Healing From Self-Harm
Published: Wednesday, November 14, 2012
Updated: Wednesday, November 14, 2012 14:11
I have wanted to write this article for a long time, but fear has rendered me silent. Yet with only a few weeks left before I graduate, I decided to write this article to shatter my fear and hopefully illuminate something about a little-spoken of subject.
I struggled with self-harm on and off for about eleven years. Self-harm has a few different names - self-mutilation, self-injury, cutting. According to NPR, nearly 2 million Americans have struggled with self-harm. Despite the fact that we self-harmers carry our skin like canvases- lined with scars and burns, the subject itself is one that society buries deeply, beneath the subcutaneous layer of consciousness. We hide behind long sleeves and bracelets, behind secrets, shame, and myths. Many myths remain - myths I hope to dispel.
Last night, I was playing bass when I clumsily knocked my laptop off my bed. It gouged my skin fairly deep, rivulets of crimson danced down my skin and left deep nick in its wake. It’s odd how as a former self-harmer, an accidental nick in the shower or slip of a knife when cutting vegetables evokes a vivid, red searing pain in the crevices of the mind. Cutting and burning was a ritual of self-hatred. The lacerations upon my skin are echoes of the past, of the trenches of my depression, and what I deemed as crippling failures at perfection.
My romance with the razor blade began when I was 13. I was captivated and magnetized at the possibility of punishing myself. This is where myth one enters: self-harmers are just crying for attention, such as ‘emo kids’ who cut themselves in some sort of ‘trendy’ solidarity to suffering. The reality is that my self-harm was an island - painfully private and lonely. I hid beneath long sleeves and a constellation of lies to cover up the truth. It was always a friend’s cat, a soccer game gone bad, a kiss to the pavement.
Another myth: all cutters are suicidal. No, I was not suicidal. Mostly I needed to translate the hieroglyphs of my emotional anguish to physical anguish. Inga Muscio poignantly describes her bout with cutting in her essay “Slash an’ Burn” saying: “My cut up body was a secret, sacred garden of grief. It kept me alive and filled with a kind of wonder… so I slashed and burned and watched myself heal.”
It may sound crazy to those who do not understand the allure of the blade, but it is really exists as part of a continuum of ways people deal with painful events. Like other self-harmers, I simply did not possess the ‘coping skills’ to deal with my cataclysmic rift of pain. I did not know how to talk about it or deal in healthy ways. I definitely wish I could have just been one of those people who gravitated towards exercise or music or some other outlet, any outlet but my skin.

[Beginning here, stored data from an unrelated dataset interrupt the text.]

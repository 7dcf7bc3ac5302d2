pub mod frame;
pub mod loader;
pub mod store;

pub use frame::{ClockConfig, ConfigFrame, SymmetryMode};
pub use loader::{ConfigLoader, LoaderState};
pub use store::CoefficientStore;
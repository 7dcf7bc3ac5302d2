use thiserror::Error;

/// Host-boundary errors: profile files, wire-frame parsing, WAV I/O.
///
/// The filter core itself never errors; arithmetic overflow saturates and
/// protocol misuse is handled by external reset, per the hardware model.
#[derive(Error, Debug)]
pub enum FirError {
    #[error("Profile error: {0}")]
    Profile(String),

    #[error("Coefficient {index} out of range: {value} (representable range is -1.0..=127/128)")]
    CoefficientRange { index: usize, value: f64 },

    #[error("Frame error: {0}")]
    Frame(String),

    #[error("WAV error: {0}")]
    Wav(#[from] hound::Error),

    #[error(transparent)]
    Io(#[from] std::io::Error),
}

pub type Result<T> = std::result::Result<T, FirError>;
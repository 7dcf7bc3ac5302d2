//! Bit-serial configuration loader.
//!
//! Assembles one bit per strobe into bytes (MSB-first), commits bytes in
//! positional order into a working frame buffer, and hands back a decoded
//! [`ConfigFrame`] when the 7th byte completes. Framing is purely
//! positional: there is no start/stop delimiter and no resynchronization;
//! a misaligned transport can only be recovered by [`ConfigLoader::reset`].

use crate::coeff::frame::ConfigFrame;
use crate::constants::FRAME_BYTES;

/// Loader progress.
///
/// FRAME_COMPLETE is transient: the decoded frame is returned from
/// [`ConfigLoader::shift_bit`] and the machine is back in `Idle` within
/// the same call.
#[derive(Debug, Clone, Copy, PartialEq, Eq)]
pub enum LoaderState {
    /// No frame in progress; the next bit starts byte 0.
    Idle,
    /// Frame in progress; `byte_index` is the byte currently filling.
    Receiving { byte_index: usize },
}

/// Serial-protocol state machine turning a bitstream into config frames.
pub struct ConfigLoader {
    state: LoaderState,
    shift: u8,
    bits_in_byte: u8,
    buffer: [u8; FRAME_BYTES],
}

impl ConfigLoader {
    pub fn new() -> Self {
        Self {
            state: LoaderState::Idle,
            shift: 0,
            bits_in_byte: 0,
            buffer: [0; FRAME_BYTES],
        }
    }

    /// Shift in one bit from the serial transport.
    ///
    /// Bits accumulate MSB-first into the working byte. Every 8th bit
    /// commits the byte at the current frame position; the bit that
    /// completes the final (mode/config) byte decodes the whole frame and
    /// returns it for publication. All other calls return `None`.
    pub fn shift_bit(&mut self, bit: bool) -> Option<ConfigFrame> {
        let byte_index = match self.state {
            LoaderState::Idle => {
                self.state = LoaderState::Receiving { byte_index: 0 };
                0
            }
            LoaderState::Receiving { byte_index } => byte_index,
        };

        self.shift = (self.shift << 1) | bit as u8;
        self.bits_in_byte += 1;
        if self.bits_in_byte < 8 {
            return None;
        }

        self.buffer[byte_index] = self.shift;
        self.shift = 0;
        self.bits_in_byte = 0;

        if byte_index + 1 < FRAME_BYTES {
            self.state = LoaderState::Receiving {
                byte_index: byte_index + 1,
            };
            return None;
        }

        self.state = LoaderState::Idle;
        Some(ConfigFrame::from_wire(&self.buffer))
    }

    /// Abandon any frame in progress and return to `Idle` with byte
    /// index 0. The only recovery path from a misaligned transport.
    pub fn reset(&mut self) {
        self.state = LoaderState::Idle;
        self.shift = 0;
        self.bits_in_byte = 0;
        self.buffer = [0; FRAME_BYTES];
    }

    pub fn state(&self) -> LoaderState {
        self.state
    }

    pub fn is_idle(&self) -> bool {
        self.state == LoaderState::Idle
    }

    /// Bits accumulated toward the frame currently in progress.
    pub fn bits_received(&self) -> usize {
        match self.state {
            LoaderState::Idle => 0,
            LoaderState::Receiving { byte_index } => byte_index * 8 + self.bits_in_byte as usize,
        }
    }
}

impl Default for ConfigLoader {
    fn default() -> Self {
        Self::new()
    }
}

Yet the allure of the blade or the flicker of the lighter to my skin was always floating as a haunting specter in the back of my mind. I reluctantly went to counseling at 18 after my family and friends encouraged me to get help, but the romance with suffering was still there, the specter lingered. I was grateful for their help and caring, yet I was not ready to quit.
For a few years later I vacillated between cutting, burning, and hiding. I cannot honestly pinpoint one specific event when I decided to quit. I think I finally started listening to my family, my friends, my therapists. Finally, I no longer see my body as a canvas for inflicting harm and punishment. My scars still web across my upper arms, my wrists, my thighs, but no longer do they define my identity.
I would like to end with a few bits of advice, because I feel like it is my responsibility writing on this subject to do so. If you know someone who is struggling with cutting: offer to listen, ask questions, but do not probe or make the person feel ashamed. I will always remember when one nurse at the Emergency Room literally said, “shame on you” as she frowned while bandaging my wrists.
Please don’t do this. We live with enough shame as it is. If you are struggling with self-harm, I encourage you that recovery is possible. Reach out, because there are so many wonderful resources, such as the NDSU Counseling Center which offers free services to students.
Tessa is a senior majoring in English.